Il piacere è un’importante componente della ricompensa, ma non tutte le ricompense sono direttamente piacevoli (ad esempio, il denaro non suscita piacere se non collegato alla possibilità di poter acquistare qualcosa)1. Gli stimoli che sono naturalmente piacevoli sono noti come ricompense intrinseche (che vengono da “dentro”), mentre gli stimoli che motivano il comportamento di avvicinamento, ma non sono piacevoli di per sé, sono definiti ricompense estrinseche (da “fuori”)1. Il denaro è una ricompensa estrinseca che risulta gratificante come risultato di un’associazione appresa con una ricompensa intrinseca (acquistare sostanze, alcol, abbigliamento, o giocare, sono tutte attività che creano piacere intrinseco)1. Insomma, le ricompense estrinseche funzionano come calamite motivazionali che suscitano reazioni di volontà, come “bene, adesso ho voglia di…”, ma non direttamente di piacere, come “aah che piacere/che soddisfazione“1.

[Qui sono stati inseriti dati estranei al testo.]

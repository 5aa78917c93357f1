//! Bearer-token session extractor.

use std::sync::Arc;

use axum::Json;
use axum::extract::{FromRef, FromRequestParts};
use axum::response::{IntoResponse, Response};
use axum_extra::headers::authorization::Bearer;
use axum_extra::headers::{Authorization, HeaderMapExt};
use http::StatusCode;
use http::request::Parts;
use uuid::Uuid;

use storefront_domain::user::UserRole;

use crate::token::{TokenInfo, validate_access_token};

/// HMAC secret used to validate session tokens.
///
/// Application state must expose it through [`FromRef`] for [`Session`] to extract.
#[derive(Clone)]
pub struct SessionSecret(pub Arc<str>);

impl SessionSecret {
    pub fn new(secret: impl Into<Arc<str>>) -> Self {
        Self(secret.into())
    }
}

/// Authenticated caller, taken from `Authorization: Bearer <jwt>`.
///
/// Returns 401 when the header is absent or the token does not validate.
/// Role enforcement (403) is done by handlers after extraction.
#[derive(Debug, Clone, PartialEq, Eq)]
pub struct Session {
    pub user_id: Uuid,
    pub identifier: String,
    pub role: UserRole,
    pub expires_at: u64,
}

impl Session {
    pub fn is_admin(&self) -> bool {
        self.role.is_admin()
    }
}

impl From<TokenInfo> for Session {
    fn from(info: TokenInfo) -> Self {
        Self {
            user_id: info.user_id,
            identifier: info.identifier,
            role: info.role,
            expires_at: info.expires_at,
        }
    }
}

#[derive(Debug, Clone, Copy, PartialEq, Eq)]
pub enum SessionRejection {
    MissingToken,
    InvalidToken,
}

impl IntoResponse for SessionRejection {
    fn into_response(self) -> Response {
        let message = match self {
            Self::MissingToken => "missing bearer token",
            Self::InvalidToken => "invalid or expired token",
        };
        let body = serde_json::json!({
            "kind": "INVALID_TOKEN",
            "message": message,
        });
        (StatusCode::UNAUTHORIZED, Json(body)).into_response()
    }
}

impl<S> FromRequestParts<S> for Session
where
    S: Send + Sync,
    SessionSecret: FromRef<S>,
{
    type Rejection = SessionRejection;

    // Validation is synchronous; resolve it before building the returned future so the
    // future does not borrow `parts`.
    fn from_request_parts(
        parts: &mut Parts,
        state: &S,
    ) -> impl std::future::Future<Output = Result<Self, Self::Rejection>> + Send {
        let secret = SessionSecret::from_ref(state);
        let result = match parts.headers.typed_get::<Authorization<Bearer>>() {
            None => Err(SessionRejection::MissingToken),
            Some(Authorization(bearer)) => validate_access_token(bearer.token(), &secret.0)
                .map(Session::from)
                .map_err(|_| SessionRejection::InvalidToken),
        };

        async move { result }
    }
}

Nel caso del nostro libro, Astenersi Astemi, il denaro funzionava da ricompensa estrinseca, come unico mezzo per raggiungere una vita felice, una vita in cui i protagonisti erano liberi di godere delle loro ricompense intrinseche: il cervello dei protagonisti, il cui circuito della ricompensa era già stato notevolmente messo alla prova, sicuramente sarà molto confuso da tutte queste attivazioni e iper-stimolazioni…
Per qualunque informazione aggiuntiva potete leggere il libro (consigliato), chiedere a noi (va bene anche questo) e leggere gli articoli citati.
Alla prossima #letterapia 😉
Brigitta
1 Schultz W, Neuronal reward and decision signals: from theories to data (PDF), in Physiological Reviews, vol. 95, n. 3, 2015, pp. 853–951, DOI:10.1152/physrev.00023.2014. URL consultato il 27 novembre 2016.
2 Berridge KC, Kringelbach ML, Pleasure systems in the brain, in Neuron, vol. 86, n. 3, maggio 2015, pp. 646–664, DOI:10.1016/j.neuron.2015.02.018, PMC 4425246, PMID 25950633.